Compositional characteristics and genetic affinity of the ferricrete deposit in Adi Kokeb district, northwestern Tigray, Ethiopia

ABSTRACT The ferricrete deposit in Adi Kokeb district was investigated using field observations, petrographic studies and chemical analysis of samples for their geochemistry and mode of origin. Field observations confirmed the presence of kaolinites, thin iron bands and relict quartz veins. Petrographic studies of the samples revealed that quartz, sericite, muscovite, orthoclase feldspar and iron oxides/hydroxides are the dominant minerals. Geochemical determination of major, minor and trace elements of seventeen (17) samples were done using X-ray fluorescence (XRF). The results show a general increasing trend in Fe2O3 (16.75–57.9 wt.%) and Al2O3 (11.35–16.44 wt.%) values and decreasing trends in SiO2 (57.05–22.01 wt.%) values from the Meta-sandstone to the ferricrete. The alkali and alkaline earth elements, notably K2O (0.142 wt.%), Na2O (<0.005 wt.%), CaO (0.075 wt.%) and MgO (0.098 wt.%), are highly depleted, confirming that iron precipitation with subsequent oxidation is major process in ferricrete formation. Similarly, the minor elements such as MnO (0.17 wt.%), TiO2 (0.56 wt.%) and P2O5 (0.154 wt.%) are highly depleted, implying their weak substitution for major elements in the ferricrete. The average value of trace elements such as Ba (669 ppm), Zr (348 ppm), Sr (215 ppm), Cu (125 ppm), Zn (55 ppm) and Pb (9.5 ppm) show a relative enrichment of the ferricrete compared to ferruginous sandstone and meta-sandstone.

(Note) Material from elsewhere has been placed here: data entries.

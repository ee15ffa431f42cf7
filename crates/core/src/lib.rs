//! Buildwatch core data models.
//!
//! This crate defines the site configuration and the observations that the
//! progress predictor and the imagery provider are built from.

#![warn(missing_docs)]

mod error;
mod observation;
mod site;

pub use error::{Error, Result};
pub use observation::Observation;
pub use site::{AreaOfInterest, GeoPoint, ImageryConfig, SiteConfig, VisParams};

/// Calendar date type
pub type Date = chrono::NaiveDate;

The relatively high concentrations of Zr, Ba and Sr in the ferricrete are attributed to their presence in detrital material during weathering (Zr) and their adsorption on neo-formed kaolinite (Ba and Sr). Integration of field, petrographic and geochemical results suggest that the origin of this deposit is associated with weathering processes. Therefore, the deposit is likely to be a ferricrete.